Roses prefer a day temperature between 20 and 25 °C and a night temperature of around 15 to 18 °C. In
the Dutch summer, these temperatures are certainly not uncommon, making the Netherlands in the
summer a suitable production location. In some models it is preferable to let the greenhouse cool down
during winter, cutting on the expenses made on natural gas. In this period the roses produce few to no
buds at all. This can mean that a rose bush with a life cycle of 3 or 4 years (Depending on the type of
roses in use) is not used half of its productive life. These figures hold for the soil cultivation as for the
substrate cultivation as well.
The temperature around roots may never come above 25°C, as it damages the roots and promotes the
growth of fungi. This means that growers sometimes have to take measures to ensure that their irrigation
water does not get to that temperature. Temperature differences in the plant canopy should be avoided.
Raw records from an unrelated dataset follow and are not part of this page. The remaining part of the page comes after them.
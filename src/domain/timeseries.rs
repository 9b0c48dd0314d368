//! Daily PnL series, rolling statistics and drawdown.

use chrono::{Datelike, Duration, NaiveDate};
use std::collections::BTreeMap;

use super::stats::{self, present};
use super::trade::TradeRecord;

pub const MIN_ROLLING_WINDOW: usize = 1;
pub const MAX_ROLLING_WINDOW: usize = 30;
pub const DEFAULT_ROLLING_WINDOW: usize = 7;

#[derive(Debug, Clone, PartialEq)]
pub struct DailyPoint {
    pub date: NaiveDate,
    pub net_pnl: f64,
    /// Index value of the first trade that day.
    pub index_value: f64,
    pub cumulative_pnl: f64,
}

/// Per-day net PnL sums in date order, with running cumulative PnL.
pub fn daily_performance(trades: &[&TradeRecord]) -> Vec<DailyPoint> {
    let mut days: BTreeMap<NaiveDate, (f64, f64)> = BTreeMap::new();
    for t in trades {
        let entry = days.entry(t.date).or_insert((0.0, t.index_value));
        if let Some(pnl) = t.net_pnl {
            entry.0 += pnl;
        }
    }

    let mut cumulative = 0.0;
    days.into_iter()
        .map(|(date, (net_pnl, index_value))| {
            cumulative += net_pnl;
            DailyPoint {
                date,
                net_pnl,
                index_value,
                cumulative_pnl: cumulative,
            }
        })
        .collect()
}

#[derive(Debug, Clone, PartialEq)]
pub struct RollingPoint {
    pub date: NaiveDate,
    pub net_pnl: f64,
    pub mean: Option<f64>,
    pub std: Option<f64>,
}

/// Rolling mean and std of daily PnL. `window` is clamped to the supported range.
pub fn rolling_daily(daily: &[DailyPoint], window: usize) -> Vec<RollingPoint> {
    let window = window.clamp(MIN_ROLLING_WINDOW, MAX_ROLLING_WINDOW);
    let values: Vec<f64> = daily.iter().map(|d| d.net_pnl).collect();
    let means = stats::rolling_mean(&values, window);
    let stds = stats::rolling_std(&values, window);
    daily
        .iter()
        .zip(means)
        .zip(stds)
        .map(|((d, mean), std)| RollingPoint {
            date: d.date,
            net_pnl: d.net_pnl,
            mean,
            std,
        })
        .collect()
}

#[derive(Debug, Clone, PartialEq)]
pub struct DrawdownPoint {
    pub date: NaiveDate,
    pub cumulative_pnl: f64,
    pub running_max: f64,
    /// Cumulative PnL minus the running maximum; never positive.
    pub drawdown: f64,
    /// Drawdown relative to the running maximum; undefined while the peak is zero.
    pub drawdown_pct: Option<f64>,
}

#[derive(Debug, Clone, PartialEq)]
pub enum Recovery {
    Recovered { date: NaiveDate, days: i64 },
    NotRecovered,
}

#[derive(Debug, Clone, PartialEq)]
pub struct DrawdownAnalysis {
    pub series: Vec<DrawdownPoint>,
    pub max_drawdown: f64,
    pub max_drawdown_pct: Option<f64>,
    pub max_drawdown_date: NaiveDate,
    pub recovery: Recovery,
}

/// Peak-to-trough analysis of cumulative daily PnL. `None` without data.
pub fn drawdown(daily: &[DailyPoint]) -> Option<DrawdownAnalysis> {
    let first = daily.first()?;

    let mut peak = first.cumulative_pnl;
    let series: Vec<DrawdownPoint> = daily
        .iter()
        .map(|d| {
            peak = peak.max(d.cumulative_pnl);
            let dd = d.cumulative_pnl - peak;
            DrawdownPoint {
                date: d.date,
                cumulative_pnl: d.cumulative_pnl,
                running_max: peak,
                drawdown: dd,
                drawdown_pct: stats::safe_ratio(dd, peak).map(|r| r * 100.0),
            }
        })
        .collect();

    let mut trough = &series[0];
    for p in &series[1..] {
        if p.drawdown < trough.drawdown {
            trough = p;
        }
    }

    let max_drawdown_pct = series
        .iter()
        .filter_map(|p| p.drawdown_pct)
        .reduce(f64::min);

    let recovery = series
        .iter()
        .find(|p| p.date > trough.date && p.cumulative_pnl >= trough.running_max)
        .map(|p| Recovery::Recovered {
            date: p.date,
            days: (p.date - trough.date).num_days(),
        })
        .unwrap_or(Recovery::NotRecovered);

    Some(DrawdownAnalysis {
        max_drawdown: trough.drawdown,
        max_drawdown_date: trough.date,
        max_drawdown_pct,
        recovery,
        series,
    })
}

/// Mean position size per week, weeks starting on Monday.
pub fn weekly_avg_size(trades: &[&TradeRecord]) -> Vec<(NaiveDate, f64)> {
    let mut weeks: BTreeMap<NaiveDate, Vec<Option<f64>>> = BTreeMap::new();
    for t in trades {
        let offset = t.date.weekday().num_days_from_monday() as i64;
        weeks
            .entry(t.date - Duration::days(offset))
            .or_default()
            .push(t.size_usd);
    }
    weeks
        .into_iter()
        .filter_map(|(week, sizes)| stats::mean(&present(sizes)).map(|m| (week, m)))
        .collect()
}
This leads to some apparent strange situations as it can be advised to heat under the plants when the sun is
shining intensely. This is explained in the following way: The sun heats up the top canopy of the plants
the most, creating a temperature difference in the plant canopy, which is undesired. By heating under the
plants the temperature gradient is diminished.
2.4 Water and fertilizers
Roses are water loving plants, despite of their sensitiveness to fungi that thrive in humid circumstances.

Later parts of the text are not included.